## Record excerpts:
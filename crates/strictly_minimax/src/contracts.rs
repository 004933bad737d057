//! Contract-based validation for rules transitions.
//!
//! Contracts define correctness through preconditions and postconditions.
//! They formalize the Hoare-style reasoning: {P} action {Q}

use super::rules::player_to_move;
use super::{Action, Board, Player, RulesError, Square};
use tracing::{instrument, warn};

// ─────────────────────────────────────────────────────────────
//  Contract Trait
// ─────────────────────────────────────────────────────────────

/// A contract defines preconditions and postconditions for state transitions.
///
/// - Precondition: {P(state, action)} - must hold before applying action
/// - Postcondition: {Q(before, after)} - must hold after applying action
pub trait Contract<S, A> {
    /// Checks preconditions before applying the action.
    fn pre(state: &S, action: &A) -> Result<(), RulesError>;

    /// Checks postconditions after applying the action.
    fn post(before: &S, after: &S) -> Result<(), RulesError>;
}

// ─────────────────────────────────────────────────────────────
//  Apply Preconditions
// ─────────────────────────────────────────────────────────────

/// Precondition: both coordinates lie in `[0, 3)`.
pub struct InBounds;

impl InBounds {
    /// Checks the action's coordinates.
    pub fn check(action: &Action) -> Result<(), RulesError> {
        if action.is_in_bounds() {
            Ok(())
        } else {
            Err(RulesError::InvalidPosition {
                row: action.row,
                col: action.col,
            })
        }
    }
}

/// Precondition: the target square is empty.
pub struct SquareIsEmpty;

impl SquareIsEmpty {
    /// Checks the target square.
    pub fn check(action: &Action, board: &Board) -> Result<(), RulesError> {
        if board.is_empty(*action) {
            Ok(())
        } else {
            Err(RulesError::InvalidAction(*action))
        }
    }
}

// ─────────────────────────────────────────────────────────────
//  Apply Contract (Pre + Post)
// ─────────────────────────────────────────────────────────────

/// Contract for [`crate::apply`].
///
/// Preconditions (checked in this order):
/// - Action is in bounds
/// - Square is empty
///
/// Postconditions:
/// - Exactly one square changed, from empty to the mover's mark
/// - Only the mover's count went up, by one
pub struct ApplyContract;

impl Contract<Board, Action> for ApplyContract {
    fn pre(board: &Board, action: &Action) -> Result<(), RulesError> {
        InBounds::check(action)?;
        SquareIsEmpty::check(action, board)
    }

    #[instrument(skip(before, after))]
    fn post(before: &Board, after: &Board) -> Result<(), RulesError> {
        let mover = player_to_move(before);
        let changed: Vec<(Square, Square)> = before
            .squares()
            .iter()
            .zip(after.squares())
            .filter(|(b, a)| b != a)
            .map(|(b, a)| (*b, *a))
            .collect();

        let single_placement = changed.as_slice() == [(Square::Empty, Square::Occupied(mover))];
        let counts_ok = after.count(mover) == before.count(mover) + 1
            && after.count(mover.opponent()) == before.count(mover.opponent());

        if single_placement && counts_ok {
            Ok(())
        } else {
            warn!(changed = changed.len(), ?mover, "Apply postcondition violated");
            Err(RulesError::InvalidBoard {
                x_count: after.count(Player::X),
                o_count: after.count(Player::O),
                reason: format!(
                    "Postcondition failed: expected one {} placement, found {} changed squares",
                    mover,
                    changed.len()
                ),
            })
        }
    }
}

#[cfg(test)]
mod tests {
    use super::*;
    use crate::apply;

    #[test]
    fn test_precondition_empty_square() {
        let board = Board::new();
        assert!(ApplyContract::pre(&board, &Action::new(1, 1)).is_ok());
    }

    #[test]
    fn test_precondition_occupied_square() {
        let board: Board = "....X....".parse().unwrap();
        assert!(matches!(
            ApplyContract::pre(&board, &Action::new(1, 1)),
            Err(RulesError::InvalidAction(_))
        ));
    }

    #[test]
    fn test_bounds_checked_before_occupancy() {
        let board: Board = "XOXOXOOXO".parse().unwrap();
        assert!(matches!(
            ApplyContract::pre(&board, &Action::new(0, 3)),
            Err(RulesError::InvalidPosition { row: 0, col: 3 })
        ));
    }

    #[test]
    fn test_postcondition_holds_after_apply() {
        let before = Board::new();
        let after = apply(&before, Action::new(2, 0)).unwrap();
        assert!(ApplyContract::post(&before, &after).is_ok());
    }

    #[test]
    fn test_postcondition_detects_wrong_mark() {
        let before = Board::new();
        let after: Board = "O........".parse().unwrap();
        assert!(ApplyContract::post(&before, &after).is_err());
    }

    #[test]
    fn test_postcondition_detects_extra_change() {
        let before = Board::new();
        let after: Board = "XO.......".parse().unwrap();
        assert!(ApplyContract::post(&before, &after).is_err());
    }

    #[test]
    fn test_postcondition_detects_no_change() {
        let before: Board = "X........".parse().unwrap();
        assert!(ApplyContract::post(&before, &before).is_err());
    }
}
//! Actions: board coordinates a player may mark.

use serde::{Deserialize, Serialize};

/// A (row, column) coordinate on the board.
///
/// Constructing an action never checks bounds; [`crate::apply`] rejects
/// coordinates outside `[0, 3)` with `InvalidPosition`.
#[derive(Debug, Clone, Copy, PartialEq, Eq, PartialOrd, Ord, Hash, Serialize, Deserialize)]
pub struct Action {
    /// Row, 0 is the top.
    pub row: usize,
    /// Column, 0 is the left.
    pub col: usize,
}

impl Action {
    /// Creates a new action.
    pub const fn new(row: usize, col: usize) -> Self {
        Self { row, col }
    }

    /// All 9 in-bounds actions, row-major.
    pub const ALL: [Action; 9] = [
        Action::new(0, 0),
        Action::new(0, 1),
        Action::new(0, 2),
        Action::new(1, 0),
        Action::new(1, 1),
        Action::new(1, 2),
        Action::new(2, 0),
        Action::new(2, 1),
        Action::new(2, 2),
    ];

    /// True when both coordinates lie in `[0, 3)`.
    pub fn is_in_bounds(self) -> bool {
        self.row < 3 && self.col < 3
    }

    /// Row-major board index (0-8), or `None` when off the board.
    pub fn index(self) -> Option<usize> {
        self.is_in_bounds().then(|| self.offset())
    }

    /// Unchecked row-major index; callers check bounds first.
    pub(crate) fn offset(self) -> usize {
        debug_assert!(self.is_in_bounds(), "offset of off-board action {}", self);
        self.row * 3 + self.col
    }

    /// Creates an action from a row-major board index.
    pub fn from_index(index: usize) -> Option<Self> {
        Self::ALL.get(index).copied()
    }

    /// Human-readable name of the square.
    pub fn label(self) -> &'static str {
        match (self.row, self.col) {
            (0, 0) => "Top-left",
            (0, 1) => "Top-center",
            (0, 2) => "Top-right",
            (1, 0) => "Middle-left",
            (1, 1) => "Center",
            (1, 2) => "Middle-right",
            (2, 0) => "Bottom-left",
            (2, 1) => "Bottom-center",
            (2, 2) => "Bottom-right",
            _ => "Off-board",
        }
    }
}

impl From<(usize, usize)> for Action {
    fn from((row, col): (usize, usize)) -> Self {
        Self::new(row, col)
    }
}

impl std::fmt::Display for Action {
    fn fmt(&self, f: &mut std::fmt::Formatter<'_>) -> std::fmt::Result {
        write!(f, "({}, {})", self.row, self.col)
    }
}

#[cfg(test)]
mod tests {
    use super::*;

    #[test]
    fn test_index_round_trip() {
        assert_eq!(Action::new(0, 0).index(), Some(0));
        assert_eq!(Action::new(1, 1).index(), Some(4));
        assert_eq!(Action::new(2, 2).index(), Some(8));
        assert_eq!(Action::from_index(5), Some(Action::new(1, 2)));
        assert_eq!(Action::from_index(9), None);
    }

    #[test]
    fn test_bounds() {
        assert!(Action::new(2, 2).is_in_bounds());
        assert!(!Action::new(3, 0).is_in_bounds());
        assert!(!Action::new(0, 3).is_in_bounds());
        assert_eq!(Action::new(3, 0).label(), "Off-board");
    }

    #[test]
    fn test_index_of_huge_coordinates_is_none() {
        assert_eq!(Action::new(usize::MAX, 0).index(), None);
        assert_eq!(Action::new(0, usize::MAX).index(), None);
        assert_eq!(Action::new(1, 3).index(), None);
    }

    #[test]
    fn test_display() {
        assert_eq!(Action::from((0, 2)).to_string(), "(0, 2)");
        assert_eq!(Action::new(1, 1).label(), "Center");
    }
}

## Prompt:
Locate the lines above that contain "Creates" and copy them.

## Exercise response:
    /// Creates a new action.
    /// Creates an action from a row-major board index.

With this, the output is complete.